# Knee issues = balance issues... need some help!



## tinyliny (Oct 31, 2009)

Well, first of all, I'd think that another visit to the doctor might be in order, and some physical therapy. It sounds like the supporting muscles have either gotten weaker from the injury itself, or from the limping that followed it.

Is your balance when standing (not on the horse) affected? balance is both a product of your inner ear functioning correctly and all the minor support muscles in your foot, calf and in particular, around the pelvis.

Some knee trouble in equestriennes is especially worsened due to having the inner thigh muscles so strong that they are not balanced by the outer thigh muscles, and consequently, the kneecap gets pulled off center.
I have this trouble, a lot. I try to do excersizes that strengthen the outer thigh and the gluteal muscles, like lying on one side and lifting the leg up, and doing gluteal muscles squeezes ( just standing, like washing dishes and such, you tighten your butt muscles and only them and hold it for a bit. Do 20 times).

This might help you, but I think a doctor would better be able to tell what sort of excersize will strengthen your leg.
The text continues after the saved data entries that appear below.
//! WebSocket transport for subscriber connections
//!
//! Wraps the tokio-tungstenite server handshake and stream behind the
//! registry's [`ClientConnection`] trait. Subscribers are write-mostly: the
//! server never acts on inbound frames beyond noticing a Close.
//!
//! The request head is read before the handshake so a plain HTTP request
//! (no `Upgrade: websocket` header) can be answered with an explicit 400;
//! the buffered bytes are replayed into the handshake via [`Rewind`] when
//! the request really is an upgrade.

use std::io;
use std::pin::Pin;
use std::task::{Context, Poll};

use bytes::Bytes;
use futures::{FutureExt, SinkExt, StreamExt};
use tokio::io::{AsyncRead, AsyncReadExt, AsyncWrite, AsyncWriteExt, ReadBuf};
use tokio::net::TcpStream;
use tokio_tungstenite::tungstenite::error::ProtocolError;
use tokio_tungstenite::tungstenite::handshake::server::{ErrorResponse, Request, Response};
use tokio_tungstenite::tungstenite::http::StatusCode;
use tokio_tungstenite::tungstenite::Message;
use tokio_tungstenite::WebSocketStream;

use crate::error::Result;
use crate::registry::ClientConnection;

/// Cap on the request head; anything longer is rejected
const MAX_REQUEST_HEAD: usize = 8 * 1024;

/// Sent to peers whose request is not a WebSocket upgrade
const REJECTION: &[u8] = b"HTTP/1.1 400 Bad Request\r\nconnection: close\r\ncontent-length: 0\r\n\r\n";

/// Complete the server-side upgrade handshake on an accepted socket
///
/// Only upgrade requests for `path` are admitted. A request without an
/// `Upgrade: websocket` header is answered with HTTP 400 and closed; a
/// request for any other path is answered 400 by the handshake callback.
pub(crate) async fn upgrade(mut stream: TcpStream, path: &str) -> Result<WsClient> {
    let head = read_request_head(&mut stream).await?;

    if !is_upgrade_request(&head) {
        // The peer may already be gone; the response is best-effort
        let _ = stream.write_all(REJECTION).await;
        let _ = stream.shutdown().await;
        return Err(
            tokio_tungstenite::tungstenite::Error::Protocol(
                ProtocolError::MissingUpgradeWebSocketHeader,
            )
            .into(),
        );
    }

    let expected = path.trim_end_matches('/').to_owned();
    let check_path = move |req: &Request, response: Response| {
        if req.uri().path().trim_end_matches('/') == expected {
            Ok(response)
        } else {
            let mut reject = ErrorResponse::new(None);
            *reject.status_mut() = StatusCode::BAD_REQUEST;
            Err(reject)
        }
    };

    let replay = Rewind::new(Bytes::from(head), stream);
    let socket = tokio_tungstenite::accept_hdr_async(replay, check_path).await?;
    Ok(WsClient { socket, open: true })
}

/// Read until the end of the HTTP request head (`\r\n\r\n`), EOF, or the cap
async fn read_request_head(stream: &mut TcpStream) -> io::Result<Vec<u8>> {
    let mut head = Vec::with_capacity(1024);
    let mut buf = [0u8; 1024];

    loop {
        let n = stream.read(&mut buf).await?;
        if n == 0 {
            break;
        }
        head.extend_from_slice(&buf[..n]);
        if head.windows(4).any(|w| w == b"\r\n\r\n") || head.len() > MAX_REQUEST_HEAD {
            break;
        }
    }

    Ok(head)
}

/// Whether the request head carries an `Upgrade: websocket` header
fn is_upgrade_request(head: &[u8]) -> bool {
    let text = String::from_utf8_lossy(head).to_ascii_lowercase();
    text.split("\r\n").skip(1).any(|line| {
        line.strip_prefix("upgrade:")
            .is_some_and(|value| value.contains("websocket"))
    })
}

/// Stream adapter that replays buffered bytes before reading the inner stream
///
/// The handshake parser re-reads the request head this way without the
/// socket having to support seeking.
pub(crate) struct Rewind<S> {
    pre: Option<Bytes>,
    inner: S,
}

impl<S> Rewind<S> {
    fn new(pre: Bytes, inner: S) -> Self {
        Self {
            pre: Some(pre),
            inner,
        }
    }
}

impl<S: AsyncRead + Unpin> AsyncRead for Rewind<S> {
    fn poll_read(
        self: Pin<&mut Self>,
        cx: &mut Context<'_>,
        buf: &mut ReadBuf<'_>,
    ) -> Poll<io::Result<()>> {
        let this = self.get_mut();
        if let Some(mut pre) = this.pre.take() {
            if !pre.is_empty() {
                let n = pre.len().min(buf.remaining());
                buf.put_slice(&pre.split_to(n));
                if !pre.is_empty() {
                    this.pre = Some(pre);
                }
                return Poll::Ready(Ok(()));
            }
        }
        Pin::new(&mut this.inner).poll_read(cx, buf)
    }
}

impl<S: AsyncWrite + Unpin> AsyncWrite for Rewind<S> {
    fn poll_write(
        self: Pin<&mut Self>,
        cx: &mut Context<'_>,
        buf: &[u8],
    ) -> Poll<io::Result<usize>> {
        Pin::new(&mut self.get_mut().inner).poll_write(cx, buf)
    }

    fn poll_flush(self: Pin<&mut Self>, cx: &mut Context<'_>) -> Poll<io::Result<()>> {
        Pin::new(&mut self.get_mut().inner).poll_flush(cx)
    }

    fn poll_shutdown(self: Pin<&mut Self>, cx: &mut Context<'_>) -> Poll<io::Result<()>> {
        Pin::new(&mut self.get_mut().inner).poll_shutdown(cx)
    }
}

/// One upgraded subscriber connection
pub struct WsClient {
    socket: WebSocketStream<Rewind<TcpStream>>,
    open: bool,
}

impl WsClient {
    /// Drain frames the peer has already queued, without blocking
    ///
    /// A Close frame, a stream error, or EOF marks the connection closed so
    /// the next fan-out pass evicts it without attempting a write.
    fn drain_incoming(&mut self) {
        while let Some(polled) = self.socket.next().now_or_never() {
            match polled {
                Some(Ok(Message::Close(_))) | None => {
                    self.open = false;
                    return;
                }
                Some(Err(_)) => {
                    self.open = false;
                    return;
                }
                // Subscribers have nothing to say; ignore other frames
                Some(Ok(_)) => {}
            }
        }
    }
}

impl ClientConnection for WsClient {
    fn is_open(&mut self) -> bool {
        if self.open {
            self.drain_incoming();
        }
        self.open
    }

    async fn send_text(&mut self, text: &str) -> Result<()> {
        match self.socket.send(Message::text(text)).await {
            Ok(()) => Ok(()),
            Err(e) => {
                self.open = false;
                Err(e.into())
            }
        }
    }

    async fn close(&mut self) {
        if self.open {
            self.open = false;
            // Secondary close errors are swallowed; the peer may be gone
            let _ = self.socket.close(None).await;
        }
    }
}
I do believe that it's a bit soon to expect things to be back to normal. Don't despair.


----------



## Britt (Apr 15, 2008)

Thanks! I'm also thinking that another doctor visit is needed...


----------



## cowboy bowhunter (Mar 15, 2012)

You just need to work on your ballance without sturrups. I have 2 bad knees, And im only 26. I have times where i have to ride with my legs just hanging to relax them on long trail rides. 
I got kicked by a horse in one knee and a cow in the other.


----------



## MN Tigerstripes (Feb 20, 2009)

I second the doctor visit and possible a physical therapist. 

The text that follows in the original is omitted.